Human-AI Collaboration
The future of Generative AI lies not in completely replacing humans, but in augmenting human capabilities and fostering human-AI collaboration. By leveraging AI’s strengths to automate repetitive tasks, generate creative ideas, and provide insights, humans can focus on higher-level activities that require critical thinking, emotional intelligence, and domain expertise. This collaborative approach can unlock new levels of productivity and innovation.
Industry Transformation and New Opportunities
Generative AI has the potential to disrupt various industries, from healthcare and finance to entertainment and education. By automating processes, personalizing experiences, and unlocking new creative possibilities, organizations can leverage Generative AI to drive efficiency, reduce costs, and gain a competitive edge. As businesses adapt to these technologies, job roles are expected to evolve, creating new opportunities that require expertise in developing, deploying, and maintaining Generative AI systems.
Upskilling and Workforce Development
As Generative AI becomes more prevalent, individuals need to acquire new skills and competencies to thrive in the evolving job market. Emphasis should be placed on fostering skills such as critical thinking, problem-solving, creativity, and communication, as well as an understanding of the ethical implications and responsible use of AI. Upskilling and training programs can help workers adapt to new job roles and capitalize on the opportunities presented by Generative AI.

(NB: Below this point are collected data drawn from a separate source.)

impl StagingDevice {
    /// Allocate a persistently mapped staging buffer of `size` bytes
    pub fn new(
        device: Device,
        memory_properties: &vk::PhysicalDeviceMemoryProperties,
        limits: &vk::PhysicalDeviceLimits,
        size: u32,
    ) -> VulkanResult<Self> {
        let buffer = VulkanBuffer::new(
            device.clone(),
            memory_properties,
            limits,
            vk::DeviceSize::from(size),
            vk::BufferUsageFlags::TRANSFER_SRC | vk::BufferUsageFlags::TRANSFER_DST,
            vk::MemoryPropertyFlags::HOST_VISIBLE | vk::MemoryPropertyFlags::HOST_COHERENT,
        )?;
        log::debug!("Created staging ring of {} KiB", size / 1024);

        Ok(Self {
            device,
            buffer,
            ring: StagingRing::new(size),
        })
    }

    /// Ring bookkeeping
    pub fn ring(&self) -> &StagingRing {
        &self.ring
    }

    /// Native staging buffer
    pub fn buffer(&self) -> vk::Buffer {
        self.buffer.handle()
    }

    /// Copy `data` into `dst` at `dst_offset`
    ///
    /// Mapped destinations are written directly. Device-local ones receive
    /// the bytes in ring-sized chunks, one submission per chunk.
    pub fn buffer_sub_data(
        &mut self,
        immediate: &mut ImmediateCommands,
        dst: &VulkanBuffer,
        dst_offset: vk::DeviceSize,
        data: &[u8],
    ) -> VulkanResult<()> {
        if dst.is_mapped() {
            return dst.buffer_sub_data(dst_offset, data);
        }

        let mut remaining = data;
        let mut offset = dst_offset;

        while !remaining.is_empty() {
            let request = remaining.len().min(self.ring.size() as usize) as u32;
            let region = self.ring.next_free_offset(immediate, request)?;
            let chunk_len = (region.size as usize).min(remaining.len());
            let (chunk, rest) = remaining.split_at(chunk_len);

            self.buffer.buffer_sub_data(vk::DeviceSize::from(region.offset), chunk)?;

            let cmd = immediate.acquire()?;
            let copy = vk::BufferCopy {
                src_offset: vk::DeviceSize::from(region.offset),
                dst_offset: offset,
                size: chunk_len as vk::DeviceSize,
            };
            unsafe {
                self.device.cmd_copy_buffer(cmd.raw(), self.buffer.handle(), dst.handle(), &[copy]);
            }
            transfer_write_buffer_barrier(
                &self.device,
                cmd.raw(),
                dst.handle(),
                dst.usage(),
                offset,
                chunk_len as vk::DeviceSize,
            );

            let handle = immediate.submit(cmd)?;
            self.ring.track(region, handle);

            remaining = rest;
            offset += chunk_len as vk::DeviceSize;
        }

        Ok(())
    }

    /// Upload a 2D region of `num_mips` mips and `num_layers` layers
    ///
    /// `data` holds the mips in order, each with its layers back to back.
    /// Leaves the image in its resting layout.
    pub fn image_data_2d(
        &mut self,
        immediate: &mut ImmediateCommands,
        image: &mut VulkanImage,
        region: vk::Rect2D,
        base_mip: u32,
        num_mips: u32,
        base_layer: u32,
        num_layers: u32,
        format: Format,
        data: &[u8],
    ) -> VulkanResult<()> {
        let layer_sizes = (0..num_mips)
            .map(|mip| {
                let size = format.bytes_per_layer(region.extent.width, region.extent.height, mip);
                staging_size(Some(size))
            })
            .collect::<VulkanResult<Vec<u32>>>()?;
        let storage_size = staging_size(layer_sizes.iter().try_fold(0u64, |total, &size| {
            u64::from(size)
                .checked_mul(u64::from(num_layers))
                .and_then(|bytes| total.checked_add(bytes))
        }))?;
        if data.len() < storage_size as usize {
            return Err(VulkanError::ArgumentOutOfRange(format!(
                "Texture data is {} bytes, the region needs {storage_size}",
                data.len()
            )));
        }

        let staging = self.ring.region_of_at_least(immediate, storage_size)?;
        self.buffer.buffer_sub_data(
            vk::DeviceSize::from(staging.offset),
            &data[..storage_size as usize],
        )?;

        let mip0 = image.extent();
        let resting_layout = image.resting_layout();
        let aspect = image.aspect_flags();
        let copy_aspect = image.copy_aspect_flags();

        let cmd = immediate.acquire()?;
        // Mips and layers outside the region must not stay undefined
        image.initialize_layout(cmd.raw());
        let initial_layout = image.layout();
        let mut buffer_offset = staging.offset;

        for (mip, layer_size) in (0..num_mips).zip(layer_sizes) {
            let level = base_mip + mip;
            let level_width = (mip0.width >> level).max(1);
            let level_height = (mip0.height >> level).max(1);
            let copy_offset = vk::Offset3D {
                x: region.offset.x >> mip,
                y: region.offset.y >> mip,
                z: 0,
            };
            let copy_extent = vk::Extent3D {
                width: (region.extent.width >> mip).max(1),
                height: (region.extent.height >> mip).max(1),
                depth: 1,
            };
            let covers_level = copy_offset.x == 0
                && copy_offset.y == 0
                && copy_extent.width == level_width
                && copy_extent.height == level_height;
            // Partial updates must keep the texels around the region
            let old_layout = if covers_level {
                vk::ImageLayout::UNDEFINED
            } else {
                initial_layout
            };

            for layer in base_layer..base_layer + num_layers {
                let range = vk::ImageSubresourceRange {
                    aspect_mask: aspect,
                    base_mip_level: level,
                    level_count: 1,
                    base_array_layer: layer,
                    layer_count: 1,
                };

                image.set_layout(old_layout);
                image.transition_layout(
                    cmd.raw(),
                    vk::ImageLayout::TRANSFER_DST_OPTIMAL,
                    src_stage_for(old_layout),
                    vk::PipelineStageFlags::TRANSFER,
                    range,
                );

                let copy = vk::BufferImageCopy {
                    buffer_offset: vk::DeviceSize::from(buffer_offset),
                    buffer_row_length: 0,
                    buffer_image_height: 0,
                    image_subresource: vk::ImageSubresourceLayers {
                        aspect_mask: copy_aspect,
                        mip_level: level,
                        base_array_layer: layer,
                        layer_count: 1,
                    },
                    image_offset: copy_offset,
                    image_extent: copy_extent,
                };
                unsafe {
                    self.device.cmd_copy_buffer_to_image(
                        cmd.raw(),
                        self.buffer.handle(),
                        image.handle(),
                        vk::ImageLayout::TRANSFER_DST_OPTIMAL,
                        &[copy],
                    );
                }

                image.transition_layout(
                    cmd.raw(),
                    resting_layout,
                    vk::PipelineStageFlags::TRANSFER,
                    vk::PipelineStageFlags::ALL_COMMANDS,
                    range,
                );

                buffer_offset += layer_size;
            }
        }

        image.set_layout(resting_layout);
        let handle = immediate.submit(cmd)?;
        self.ring.track(staging, handle);

        Ok(())
    }

    /// Upload a box of a volume texture (mip 0)
    pub fn image_data_3d(
        &mut self,
        immediate: &mut ImmediateCommands,
        image: &mut VulkanImage,
        offset: vk::Offset3D,
        extent: vk::Extent3D,
        format: Format,
        data: &[u8],
    ) -> VulkanResult<()> {
        let storage_size = staging_size(
            format
                .bytes_per_layer(extent.width, extent.height, 0)
                .checked_mul(u64::from(extent.depth)),
        )?;
        if data.len() < storage_size as usize {
            return Err(VulkanError::ArgumentOutOfRange(format!(
                "Volume data is {} bytes, the region needs {storage_size}",
                data.len()
            )));
        }

        let staging = self.ring.region_of_at_least(immediate, storage_size)?;
        self.buffer.buffer_sub_data(
            vk::DeviceSize::from(staging.offset),
            &data[..storage_size as usize],
        )?;

        let cmd = immediate.acquire()?;
        image.initialize_layout(cmd.raw());

        let covers_level = offset == vk::Offset3D::default() && extent == image.extent();
        if covers_level {
            image.set_layout(vk::ImageLayout::UNDEFINED);
        }
        let resting_layout = image.resting_layout();
        let range = vk::ImageSubresourceRange {
            aspect_mask: image.aspect_flags(),
            base_mip_level: 0,
            level_count: 1,
            base_array_layer: 0,
            layer_count: 1,
        };

        image.transition_layout(
            cmd.raw(),
            vk::ImageLayout::TRANSFER_DST_OPTIMAL,
            src_stage_for(image.layout()),
            vk::PipelineStageFlags::TRANSFER,
            range,
        );

        let copy = vk::BufferImageCopy {
            buffer_offset: vk::DeviceSize::from(staging.offset),
            buffer_row_length: 0,
            buffer_image_height: 0,
            image_subresource: vk::ImageSubresourceLayers {
                aspect_mask: image.copy_aspect_flags(),
                mip_level: 0,
                base_array_layer: 0,
                layer_count: 1,
            },
            image_offset: offset,
            image_extent: extent,
        };
        unsafe {
            self.device.cmd_copy_buffer_to_image(
                cmd.raw(),
                self.buffer.handle(),
                image.handle(),
                vk::ImageLayout::TRANSFER_DST_OPTIMAL,
                &[copy],
            );
        }

        image.transition_layout(
            cmd.raw(),
            resting_layout,
            vk::PipelineStageFlags::TRANSFER,
            vk::PipelineStageFlags::ALL_COMMANDS,
            range,
        );

        let handle = immediate.submit(cmd)?;
        self.ring.track(staging, handle);

        Ok(())
    }

    /// Read a box of one mip and layer back into `out`
    ///
    /// Blocks until the copy has finished, then restores the image layout.
    pub fn image_data_download(
        &mut self,
        immediate: &mut ImmediateCommands,
        image: &mut VulkanImage,
        offset: vk::Offset3D,
        extent: vk::Extent3D,
        mip_level: u32,
        layer: u32,
        format: Format,
        out: &mut [u8],
    ) -> VulkanResult<()> {
        let storage_size = staging_size(
            format
                .bytes_per_layer(extent.width, extent.height, 0)
                .checked_mul(u64::from(extent.depth)),
        )?;
        if out.len() < storage_size as usize {
            return Err(VulkanError::ArgumentOutOfRange(format!(
                "Output is {} bytes, the region needs {storage_size}",
                out.len()
            )));
        }

        let staging = self.ring.region_of_at_least(immediate, storage_size)?;
        let original_layout = image.layout();
        let range = vk::ImageSubresourceRange {
            aspect_mask: image.aspect_flags(),
            base_mip_level: mip_level,
            level_count: 1,
            base_array_layer: layer,
            layer_count: 1,
        };

        let cmd = immediate.acquire()?;
        image.transition_layout(
            cmd.raw(),
            vk::ImageLayout::TRANSFER_SRC_OPTIMAL,
            vk::PipelineStageFlags::ALL_COMMANDS,
            vk::PipelineStageFlags::TRANSFER,
            range,
        );

        let copy = vk::BufferImageCopy {
            buffer_offset: vk::DeviceSize::from(staging.offset),
            buffer_row_length: 0,
            buffer_image_height: extent.height,
            image_subresource: vk::ImageSubresourceLayers {
                aspect_mask: image.copy_aspect_flags(),
                mip_level,
                base_array_layer: layer,
                layer_count: 1,
            },
            image_offset: offset,
            image_extent: extent,
        };
        unsafe {
            self.device.cmd_copy_image_to_buffer(
                cmd.raw(),
                image.handle(),
                vk::ImageLayout::TRANSFER_SRC_OPTIMAL,
                self.buffer.handle(),
                &[copy],
            );
        }

        let handle = immediate.submit(cmd)?;
        self.ring.track(staging, handle);
        self.ring.wait_and_reset(immediate)?;

        self.buffer.get_buffer_sub_data(
            vk::DeviceSize::from(staging.offset),
            &mut out[..storage_size as usize],
        )?;

        // UNDEFINED is not a valid target, settle in the resting layout instead
        let restore_layout = if original_layout == vk::ImageLayout::UNDEFINED {
            image.resting_layout()
        } else {
            original_layout
        };
        let cmd = immediate.acquire()?;
        image.transition_layout(
            cmd.raw(),
            restore_layout,
            vk::PipelineStageFlags::TRANSFER,
            vk::PipelineStageFlags::ALL_COMMANDS,
            range,
        );
        let handle = immediate.submit(cmd)?;
        immediate.wait(handle)
    }
}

Addressing Challenges and Mitigating Risks
Generative AI is not without its challenges and risks. Addressing issues such as bias, misinformation, and misuse requires a multifaceted approach that includes technical safeguards, regulatory frameworks, and public awareness campaigns. Continuous monitoring and evaluation of the impact of Generative AI systems is crucial for identifying and mitigating potential negative consequences.
Conclusion: Embracing Responsible Innovation
Generative AI represents a significant leap forward in technological innovation, offering immense potential for industries and individuals alike. By addressing ethical concerns, fostering human-AI collaboration, embracing industry transformation, investing in upskilling, and mitigating risks, we can unlock the full benefits of Generative AI while minimizing its risks. As we continue to explore the possibilities of Generative AI, it is essential to approach innovation with a responsible, human-centered, and forward-thinking mindset.